----- RECORDS PROVIDED
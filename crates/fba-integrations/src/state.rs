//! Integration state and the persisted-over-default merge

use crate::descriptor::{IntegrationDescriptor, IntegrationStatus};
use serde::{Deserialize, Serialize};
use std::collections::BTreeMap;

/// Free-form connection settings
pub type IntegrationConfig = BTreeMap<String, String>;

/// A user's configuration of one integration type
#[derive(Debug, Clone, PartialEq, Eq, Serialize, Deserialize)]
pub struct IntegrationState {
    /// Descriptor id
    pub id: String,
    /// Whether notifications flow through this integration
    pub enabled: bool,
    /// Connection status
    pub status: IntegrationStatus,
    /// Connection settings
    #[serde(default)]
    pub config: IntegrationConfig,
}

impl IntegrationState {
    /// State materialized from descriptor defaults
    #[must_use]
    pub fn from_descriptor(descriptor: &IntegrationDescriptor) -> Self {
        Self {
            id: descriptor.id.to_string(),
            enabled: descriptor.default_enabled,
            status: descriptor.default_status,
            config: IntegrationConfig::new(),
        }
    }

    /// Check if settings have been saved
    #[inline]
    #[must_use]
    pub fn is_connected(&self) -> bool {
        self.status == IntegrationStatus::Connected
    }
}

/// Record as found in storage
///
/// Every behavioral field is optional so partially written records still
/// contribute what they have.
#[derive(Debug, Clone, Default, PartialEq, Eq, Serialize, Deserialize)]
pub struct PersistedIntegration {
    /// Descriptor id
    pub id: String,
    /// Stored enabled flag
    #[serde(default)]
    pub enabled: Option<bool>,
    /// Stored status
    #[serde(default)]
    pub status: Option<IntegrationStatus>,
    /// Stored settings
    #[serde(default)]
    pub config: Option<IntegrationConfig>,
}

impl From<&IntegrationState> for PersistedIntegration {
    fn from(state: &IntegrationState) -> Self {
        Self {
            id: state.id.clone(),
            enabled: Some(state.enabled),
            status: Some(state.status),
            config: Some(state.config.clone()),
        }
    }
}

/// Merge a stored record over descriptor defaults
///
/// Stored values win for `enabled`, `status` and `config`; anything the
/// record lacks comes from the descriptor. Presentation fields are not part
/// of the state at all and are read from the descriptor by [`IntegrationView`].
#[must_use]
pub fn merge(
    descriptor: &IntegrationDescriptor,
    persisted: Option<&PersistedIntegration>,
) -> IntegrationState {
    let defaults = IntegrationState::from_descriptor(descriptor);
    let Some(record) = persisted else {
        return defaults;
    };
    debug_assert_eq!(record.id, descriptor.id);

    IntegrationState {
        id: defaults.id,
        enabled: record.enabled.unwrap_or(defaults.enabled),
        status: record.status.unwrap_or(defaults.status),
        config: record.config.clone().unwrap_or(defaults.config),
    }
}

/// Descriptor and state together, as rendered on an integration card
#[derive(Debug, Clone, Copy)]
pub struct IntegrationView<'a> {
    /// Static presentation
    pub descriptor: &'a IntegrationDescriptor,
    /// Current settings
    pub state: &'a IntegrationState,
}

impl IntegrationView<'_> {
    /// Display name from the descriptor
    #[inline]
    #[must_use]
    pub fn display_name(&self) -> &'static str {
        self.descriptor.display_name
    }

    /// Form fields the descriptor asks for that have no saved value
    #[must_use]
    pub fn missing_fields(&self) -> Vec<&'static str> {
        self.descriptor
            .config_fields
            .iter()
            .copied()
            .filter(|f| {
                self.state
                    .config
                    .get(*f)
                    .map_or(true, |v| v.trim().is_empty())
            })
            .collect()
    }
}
----------
----- RECORDS PROVIDED
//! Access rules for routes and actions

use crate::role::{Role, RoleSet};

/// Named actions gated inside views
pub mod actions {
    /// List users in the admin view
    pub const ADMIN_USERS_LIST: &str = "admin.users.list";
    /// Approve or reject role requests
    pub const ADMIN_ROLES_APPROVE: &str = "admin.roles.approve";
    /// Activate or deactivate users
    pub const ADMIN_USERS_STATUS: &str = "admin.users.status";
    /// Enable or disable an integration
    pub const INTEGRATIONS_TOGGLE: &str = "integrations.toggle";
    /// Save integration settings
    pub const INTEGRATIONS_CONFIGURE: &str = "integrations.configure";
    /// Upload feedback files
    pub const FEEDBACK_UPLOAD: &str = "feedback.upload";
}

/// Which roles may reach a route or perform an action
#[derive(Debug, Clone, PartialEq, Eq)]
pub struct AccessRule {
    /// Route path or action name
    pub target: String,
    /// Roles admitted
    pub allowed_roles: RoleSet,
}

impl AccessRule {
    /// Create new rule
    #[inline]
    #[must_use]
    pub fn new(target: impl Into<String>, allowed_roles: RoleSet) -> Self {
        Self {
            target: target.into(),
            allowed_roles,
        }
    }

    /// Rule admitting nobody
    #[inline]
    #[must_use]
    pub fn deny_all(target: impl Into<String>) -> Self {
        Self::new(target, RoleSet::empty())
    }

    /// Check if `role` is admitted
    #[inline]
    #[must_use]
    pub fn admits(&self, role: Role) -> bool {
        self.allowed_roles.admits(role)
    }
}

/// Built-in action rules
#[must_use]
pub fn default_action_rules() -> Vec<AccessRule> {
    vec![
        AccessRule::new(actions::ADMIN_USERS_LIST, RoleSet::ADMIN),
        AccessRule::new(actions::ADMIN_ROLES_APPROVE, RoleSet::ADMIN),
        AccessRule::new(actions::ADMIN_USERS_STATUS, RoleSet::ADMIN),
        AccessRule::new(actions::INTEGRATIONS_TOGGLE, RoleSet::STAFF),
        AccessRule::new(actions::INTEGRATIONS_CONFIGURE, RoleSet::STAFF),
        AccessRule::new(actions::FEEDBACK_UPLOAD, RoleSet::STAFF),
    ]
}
----------
----- RECORDS PROVIDED
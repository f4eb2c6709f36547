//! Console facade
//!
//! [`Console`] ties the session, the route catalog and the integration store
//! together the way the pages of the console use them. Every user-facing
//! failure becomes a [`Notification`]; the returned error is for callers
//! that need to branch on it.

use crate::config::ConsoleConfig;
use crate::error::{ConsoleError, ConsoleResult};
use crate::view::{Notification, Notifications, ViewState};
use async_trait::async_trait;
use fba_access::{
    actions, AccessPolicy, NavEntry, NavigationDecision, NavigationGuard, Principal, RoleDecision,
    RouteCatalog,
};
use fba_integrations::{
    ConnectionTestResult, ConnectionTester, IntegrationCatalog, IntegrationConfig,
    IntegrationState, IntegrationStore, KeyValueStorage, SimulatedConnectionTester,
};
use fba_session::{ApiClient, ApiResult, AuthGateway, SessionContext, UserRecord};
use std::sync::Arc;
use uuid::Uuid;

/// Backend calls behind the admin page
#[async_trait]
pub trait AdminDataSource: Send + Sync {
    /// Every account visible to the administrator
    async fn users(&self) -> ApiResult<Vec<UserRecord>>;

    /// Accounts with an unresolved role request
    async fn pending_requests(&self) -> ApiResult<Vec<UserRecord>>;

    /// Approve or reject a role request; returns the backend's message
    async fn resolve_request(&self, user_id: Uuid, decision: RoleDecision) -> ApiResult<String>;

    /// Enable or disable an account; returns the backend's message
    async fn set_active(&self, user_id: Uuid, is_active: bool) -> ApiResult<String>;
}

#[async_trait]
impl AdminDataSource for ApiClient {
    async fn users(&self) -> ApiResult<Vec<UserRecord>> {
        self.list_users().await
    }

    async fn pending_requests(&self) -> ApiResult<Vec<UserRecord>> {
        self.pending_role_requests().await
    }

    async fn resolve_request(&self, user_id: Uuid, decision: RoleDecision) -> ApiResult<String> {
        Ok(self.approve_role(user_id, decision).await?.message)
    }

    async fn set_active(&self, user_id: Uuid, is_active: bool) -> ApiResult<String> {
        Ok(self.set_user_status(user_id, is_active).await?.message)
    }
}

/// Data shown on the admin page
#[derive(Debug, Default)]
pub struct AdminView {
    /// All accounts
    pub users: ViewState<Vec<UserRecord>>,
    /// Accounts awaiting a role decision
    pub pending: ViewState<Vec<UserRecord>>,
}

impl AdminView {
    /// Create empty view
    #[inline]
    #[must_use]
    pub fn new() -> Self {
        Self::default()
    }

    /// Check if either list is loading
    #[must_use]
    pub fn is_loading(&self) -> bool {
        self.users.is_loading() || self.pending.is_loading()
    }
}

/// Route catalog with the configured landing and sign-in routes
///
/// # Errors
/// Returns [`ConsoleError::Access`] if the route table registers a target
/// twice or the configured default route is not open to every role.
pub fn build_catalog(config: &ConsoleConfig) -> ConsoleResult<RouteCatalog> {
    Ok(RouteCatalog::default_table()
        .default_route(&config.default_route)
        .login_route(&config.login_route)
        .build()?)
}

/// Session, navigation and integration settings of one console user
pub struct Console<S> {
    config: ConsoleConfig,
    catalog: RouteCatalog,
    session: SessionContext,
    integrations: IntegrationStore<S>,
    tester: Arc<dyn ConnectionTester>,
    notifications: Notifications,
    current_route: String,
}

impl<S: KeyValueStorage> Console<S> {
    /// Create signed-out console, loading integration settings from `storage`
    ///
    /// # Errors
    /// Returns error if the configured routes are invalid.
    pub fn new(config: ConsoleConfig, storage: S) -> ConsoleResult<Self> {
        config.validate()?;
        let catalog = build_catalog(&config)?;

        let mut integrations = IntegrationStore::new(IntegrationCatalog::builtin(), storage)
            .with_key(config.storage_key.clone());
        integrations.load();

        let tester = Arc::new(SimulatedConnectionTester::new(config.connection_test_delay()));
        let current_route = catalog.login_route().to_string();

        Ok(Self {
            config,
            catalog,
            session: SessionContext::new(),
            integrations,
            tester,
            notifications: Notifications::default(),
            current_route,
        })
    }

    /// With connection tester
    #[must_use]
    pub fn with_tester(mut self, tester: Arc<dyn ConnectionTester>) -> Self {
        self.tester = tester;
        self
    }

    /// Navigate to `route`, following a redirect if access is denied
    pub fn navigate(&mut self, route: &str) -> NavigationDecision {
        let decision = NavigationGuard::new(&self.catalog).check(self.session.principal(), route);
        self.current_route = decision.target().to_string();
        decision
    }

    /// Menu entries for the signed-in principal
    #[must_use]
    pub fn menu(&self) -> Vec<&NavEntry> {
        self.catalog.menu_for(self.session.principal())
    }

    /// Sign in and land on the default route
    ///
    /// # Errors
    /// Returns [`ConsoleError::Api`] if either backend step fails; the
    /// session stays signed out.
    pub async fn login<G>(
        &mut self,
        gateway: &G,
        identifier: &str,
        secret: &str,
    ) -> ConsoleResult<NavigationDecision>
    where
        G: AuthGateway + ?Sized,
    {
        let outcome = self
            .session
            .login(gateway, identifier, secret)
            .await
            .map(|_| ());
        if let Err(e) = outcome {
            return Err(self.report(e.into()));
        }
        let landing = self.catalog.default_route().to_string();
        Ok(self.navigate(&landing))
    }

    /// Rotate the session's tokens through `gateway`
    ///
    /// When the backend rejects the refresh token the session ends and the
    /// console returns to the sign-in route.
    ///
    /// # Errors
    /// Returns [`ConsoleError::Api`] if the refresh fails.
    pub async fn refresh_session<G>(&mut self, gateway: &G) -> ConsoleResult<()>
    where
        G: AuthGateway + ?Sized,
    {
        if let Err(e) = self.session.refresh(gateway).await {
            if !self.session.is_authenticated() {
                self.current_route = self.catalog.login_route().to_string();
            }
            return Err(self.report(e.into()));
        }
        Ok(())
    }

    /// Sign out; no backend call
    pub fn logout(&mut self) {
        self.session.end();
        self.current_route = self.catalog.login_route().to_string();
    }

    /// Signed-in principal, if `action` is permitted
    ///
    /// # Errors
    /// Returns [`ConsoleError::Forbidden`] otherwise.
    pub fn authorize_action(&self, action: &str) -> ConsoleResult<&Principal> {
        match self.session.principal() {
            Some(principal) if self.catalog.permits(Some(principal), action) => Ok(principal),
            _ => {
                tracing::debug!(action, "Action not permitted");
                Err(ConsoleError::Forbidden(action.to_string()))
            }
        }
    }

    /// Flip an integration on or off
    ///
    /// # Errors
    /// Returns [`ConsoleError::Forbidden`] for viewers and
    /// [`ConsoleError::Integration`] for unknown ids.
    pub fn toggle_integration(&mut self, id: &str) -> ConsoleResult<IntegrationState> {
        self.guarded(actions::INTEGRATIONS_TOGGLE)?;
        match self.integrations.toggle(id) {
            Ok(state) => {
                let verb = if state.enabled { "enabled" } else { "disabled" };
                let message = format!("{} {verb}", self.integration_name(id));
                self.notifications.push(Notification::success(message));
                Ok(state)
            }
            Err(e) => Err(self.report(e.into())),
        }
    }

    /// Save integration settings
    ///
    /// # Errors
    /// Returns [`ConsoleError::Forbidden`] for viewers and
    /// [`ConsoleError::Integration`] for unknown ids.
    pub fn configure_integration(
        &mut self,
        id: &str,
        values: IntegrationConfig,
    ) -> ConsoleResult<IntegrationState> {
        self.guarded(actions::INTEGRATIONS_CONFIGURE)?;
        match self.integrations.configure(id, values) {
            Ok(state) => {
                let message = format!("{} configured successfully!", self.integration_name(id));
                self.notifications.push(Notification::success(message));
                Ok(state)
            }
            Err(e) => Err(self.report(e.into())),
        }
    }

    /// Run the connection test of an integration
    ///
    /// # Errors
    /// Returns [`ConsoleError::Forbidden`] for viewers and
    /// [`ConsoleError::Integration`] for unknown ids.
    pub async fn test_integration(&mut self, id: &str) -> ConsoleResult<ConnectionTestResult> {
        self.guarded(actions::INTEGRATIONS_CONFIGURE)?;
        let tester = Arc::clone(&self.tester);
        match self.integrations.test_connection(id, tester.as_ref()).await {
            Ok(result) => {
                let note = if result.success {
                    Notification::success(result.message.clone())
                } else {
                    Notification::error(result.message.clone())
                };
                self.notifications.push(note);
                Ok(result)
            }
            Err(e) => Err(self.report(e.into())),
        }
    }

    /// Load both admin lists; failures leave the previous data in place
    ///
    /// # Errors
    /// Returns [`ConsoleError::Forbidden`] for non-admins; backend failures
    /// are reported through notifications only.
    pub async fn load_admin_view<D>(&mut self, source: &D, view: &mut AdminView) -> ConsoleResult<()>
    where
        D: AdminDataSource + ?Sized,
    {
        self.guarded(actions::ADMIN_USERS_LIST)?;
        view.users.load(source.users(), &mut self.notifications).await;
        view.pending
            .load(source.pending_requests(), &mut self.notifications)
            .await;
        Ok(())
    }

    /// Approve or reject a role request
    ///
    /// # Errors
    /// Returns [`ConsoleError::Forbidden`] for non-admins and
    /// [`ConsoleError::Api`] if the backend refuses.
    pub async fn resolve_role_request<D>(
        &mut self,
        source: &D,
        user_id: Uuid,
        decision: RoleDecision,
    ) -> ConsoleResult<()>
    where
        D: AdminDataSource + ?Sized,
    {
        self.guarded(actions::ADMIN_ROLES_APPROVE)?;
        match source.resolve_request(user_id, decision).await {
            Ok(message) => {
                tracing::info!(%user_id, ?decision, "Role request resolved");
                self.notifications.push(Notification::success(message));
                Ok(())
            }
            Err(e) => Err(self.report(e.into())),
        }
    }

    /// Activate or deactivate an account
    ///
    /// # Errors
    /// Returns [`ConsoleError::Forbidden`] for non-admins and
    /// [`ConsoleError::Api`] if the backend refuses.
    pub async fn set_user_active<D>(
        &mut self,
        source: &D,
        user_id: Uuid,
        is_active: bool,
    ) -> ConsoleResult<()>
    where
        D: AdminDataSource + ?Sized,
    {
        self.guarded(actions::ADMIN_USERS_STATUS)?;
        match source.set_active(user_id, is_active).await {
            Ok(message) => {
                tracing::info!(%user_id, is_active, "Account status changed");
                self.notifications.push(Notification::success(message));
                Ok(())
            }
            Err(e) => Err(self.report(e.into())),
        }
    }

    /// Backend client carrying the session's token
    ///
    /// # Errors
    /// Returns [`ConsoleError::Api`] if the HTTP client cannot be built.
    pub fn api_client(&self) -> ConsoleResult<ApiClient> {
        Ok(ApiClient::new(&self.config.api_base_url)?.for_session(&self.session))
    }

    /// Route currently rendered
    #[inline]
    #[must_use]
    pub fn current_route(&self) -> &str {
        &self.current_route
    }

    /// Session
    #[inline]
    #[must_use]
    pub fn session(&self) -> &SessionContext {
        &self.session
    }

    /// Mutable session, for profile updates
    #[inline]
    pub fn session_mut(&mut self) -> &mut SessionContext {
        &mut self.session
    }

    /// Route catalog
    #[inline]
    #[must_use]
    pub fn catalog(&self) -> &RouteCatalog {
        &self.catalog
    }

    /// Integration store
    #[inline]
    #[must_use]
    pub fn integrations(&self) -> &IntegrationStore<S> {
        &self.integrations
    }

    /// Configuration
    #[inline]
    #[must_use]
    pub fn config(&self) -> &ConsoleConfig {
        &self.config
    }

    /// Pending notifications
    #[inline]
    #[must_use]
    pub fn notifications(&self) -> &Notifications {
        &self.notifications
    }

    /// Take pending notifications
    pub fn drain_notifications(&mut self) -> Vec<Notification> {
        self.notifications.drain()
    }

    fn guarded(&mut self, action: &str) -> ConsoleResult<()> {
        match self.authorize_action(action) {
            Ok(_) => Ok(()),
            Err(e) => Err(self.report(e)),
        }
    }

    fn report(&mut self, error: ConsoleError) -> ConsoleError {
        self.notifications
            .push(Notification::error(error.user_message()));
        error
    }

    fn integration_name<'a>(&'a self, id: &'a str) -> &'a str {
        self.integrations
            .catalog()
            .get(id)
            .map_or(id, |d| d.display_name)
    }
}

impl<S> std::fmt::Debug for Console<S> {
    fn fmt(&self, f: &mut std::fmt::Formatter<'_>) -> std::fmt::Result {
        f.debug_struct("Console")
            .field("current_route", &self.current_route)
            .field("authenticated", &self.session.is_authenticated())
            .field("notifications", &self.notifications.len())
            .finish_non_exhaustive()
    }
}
----------
* ABOUT THIS EXERCISE: Every line in the records above that contains the word "bool" should be copied out.

* REPLY TO THE EXERCISE:
    pub enabled: bool,
    pub fn is_connected(&self) -> bool {
    pub enabled: Option<bool>,
    pub fn admits(&self, role: Role) -> bool {
    async fn set_active(&self, user_id: Uuid, is_active: bool) -> ApiResult<String>;
    async fn set_active(&self, user_id: Uuid, is_active: bool) -> ApiResult<String> {
    pub fn is_loading(&self) -> bool {
        is_active: bool,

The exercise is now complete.